I stand corrected, you did say "advise" & I assumed it was meant as advice from a professer. Yes, access does come in many ways. When my daughter was in both the public defender's office & prosecuter's office she had "access" to criminals & of course they had "access" to her. The clients she visited in jail gave her a lot of "advise." So yes, there a lot of ways, be it in a classroom, a jail cell or an article that has been published. It was not my intent to "p" you off OR try to solict personal info.
My daughter probably will practice in NC. Her desire is prosecution. Thank you for the advise on grades. She was on the deans list for her B.S. & her masters & did very well on her LSats. I am sorry you don't have a high regard for the NC court system. Other than the Duke case I am not aware of any problems. As you are aware, there are good and bad lawyers all over.
We will agree to disagree on the Casey case. I can only form my ideas based on what I know at this point. I am anxious to hear all the evidence on BOTH sides. And for what it's worth, I also favor professional jurors.
Of all the places in the U.S. where I would avoid a position in a D.A.s office, it's North Carolina -- even Bakersfield, CA comes in 2nd.
For ease (and because it's late), I'm going to repost here what I fairly recently posted in the parking lot (S. Peterson thread 30, post 104) in response to a question on NC prosecutors.
"North Carolina remains corrupt, because its LE has forever manufactured incriminating evidence and hid exculpatory evidence. Likewise, D.A. offices have long hid, ignored, or turned a blind eye and a deaf ear to exculpatory evidence (Brady material). It's endemic. It's systemic. It's their culture. It's their way of life. They can't stop doing it. And it's never their fault.
Simply put, Nifong was no accident or aberration. Nifong perfectly represents NC justice. Decades will pass before jurisprudence in NC can hope to be clean.
Moreover, until recent years, prosecutors hid exculpatory evidence as a matter of a State policy by the Attorney General. That's not a joke. It was State policy to ignore three separate Supreme Court rulings -- Brady, Giglio, Bagley.
"In September, the state's senior prosecutor was in an unusual place: the witness stand. And what he said has caused quite a stir among lawyers around the state.
Jim Coman said under oath that the state Attorney General's Office had a policy of withholding a certain type of evidence helpful to defendants. As he described it, the policy would violate 30 years of U.S. Supreme Court rulings."

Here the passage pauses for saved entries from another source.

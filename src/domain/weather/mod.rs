//! Weather domain - snapshot and provider seams

mod provider;
mod snapshot;

pub use provider::{GeolocationProvider, WeatherProvider};
pub use snapshot::{
    LiveWeather, SnapshotSource, WeatherReading, WeatherSnapshot, FALLBACK_CONDITION,
    FALLBACK_HUMIDITY, FALLBACK_TEMPERATURE,
};

#[cfg(test)]
pub use provider::{MockGeolocationProvider, MockWeatherProvider};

http://www.newsobserver.com/news/cri...ry/249929.html
While I was there, Freda Black -- she and James Harding were the prosecutors in the Michael Peterson murder trial -- was called to the witness stand. She admitted that in a case she prosecuted seven years ago that she, knowingly, did not follow-up on exculpatory evidence that assuredly could have prevented a wrongful conviction. The Judge, Orlando Hudson overturned the jury's verdict and went so far as to say that he did not believe that the man who had spent seven years in prison had committed the crime.

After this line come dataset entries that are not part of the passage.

use std::sync::Arc;

use tracing::{info, warn};

use super::ArtifactStore;
use crate::domain::crop::{CropClassifier, ModelKind};
use crate::domain::{DomainError, ModelRegistry};

/// Read every artifact slot into a registry
///
/// Missing slots are skipped with a warning. Unreadable or mismatched artifacts
/// and an empty result are configuration errors.
pub fn load_registry(store: &ArtifactStore) -> Result<ModelRegistry, DomainError> {
    let mut registry = ModelRegistry::new();

    for kind in ModelKind::ALL {
        match store.load(kind)? {
            Some(artifact) => {
                info!(
                    kind = %kind,
                    classes = artifact.classes().len(),
                    trained_at = %artifact.trained_at(),
                    "Model loaded"
                );
                registry = registry.with_model(Arc::new(artifact));
            }
            None => warn!(
                kind = %kind,
                slot = %store.slot_path(kind).display(),
                "Model artifact missing, model will not be selectable"
            ),
        }
    }

    if registry.is_empty() {
        return Err(DomainError::configuration(format!(
            "No models available in '{}'; run `cropify train` first",
            store.dir().display()
        )));
    }

    info!(models = registry.len(), "Model registry ready");
    Ok(registry)
}

#[cfg(test)]
mod tests {
    use super::*;
    use crate::infrastructure::ml::trainer::fixtures::synthetic_dataset;
    use crate::infrastructure::ml::{Trainer, TrainingConfig};

    fn temp_store() -> ArtifactStore {
        ArtifactStore::new(
            std::env::temp_dir().join(format!("cropify-registry-{}", uuid::Uuid::new_v4())),
        )
    }

    #[test]
    fn test_empty_store_is_fatal() {
        let err = load_registry(&temp_store()).unwrap_err();
        assert!(err.to_string().contains("No models available"));
    }

    #[test]
    fn test_partial_store_exposes_only_saved_kinds() {
        let store = temp_store();
        let trainer = Trainer::new(TrainingConfig {
            rf_trees: 5,
            ..TrainingConfig::default()
        });
        let dataset = synthetic_dataset(10);

        for kind in [ModelKind::NaiveBayes, ModelKind::DecisionTree] {
            let artifact = trainer.fit(kind, &dataset, &[]).unwrap();
            store.save(&artifact).unwrap();
        }

        let registry = load_registry(&store).unwrap();
        assert_eq!(
            registry.selectable(),
            vec![ModelKind::NaiveBayes, ModelKind::DecisionTree]
        );
        assert!(!registry.contains(ModelKind::RandomForest));
        assert!(!registry.contains(ModelKind::Mlp));

        std::fs::remove_dir_all(store.dir()).ok();
    }

    #[test]
    fn test_corrupt_slot_is_fatal() {
        let store = temp_store();
        std::fs::create_dir_all(store.dir()).unwrap();
        std::fs::write(store.slot_path(ModelKind::Mlp), b"not an artifact").unwrap();

        let err = load_registry(&store).unwrap_err();
        assert!(matches!(err, DomainError::Configuration { .. }));

        std::fs::remove_dir_all(store.dir()).ok();
    }

    #[test]
    fn test_artifact_in_wrong_slot_is_fatal() {
        let store = temp_store();
        let trainer = Trainer::new(TrainingConfig::default());
        let artifact = trainer
            .fit(ModelKind::NaiveBayes, &synthetic_dataset(5), &[])
            .unwrap();
        let path = store.save(&artifact).unwrap();
        std::fs::rename(&path, store.slot_path(ModelKind::RandomForest)).unwrap();

        let err = load_registry(&store).unwrap_err();
        assert!(err.to_string().contains("random_forest.bin"));

        std::fs::remove_dir_all(store.dir()).ok();
    }
}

As I said, Nifong was no accident or abberation. The whole state is a cesspool of corruption."
You should advise your daughter to research: Alan Gell, Jonathon Hoffman, Alfred Riviera, Charles Munsey, Tim Hennis, Jerry Hamilton, and Darly Hunt (to name but a few cases akin to the Duke lacrosse rape case -- except those cases involve prosecutorial misdeeds/misconduct/malacious prosecution in murder cases.
She should really gain firsthand knowledge of just how bad the prosecutor situation is in NC before she associates her name with any D.A. office within that state, ethics remains a dirty word and honesty is still a laugher.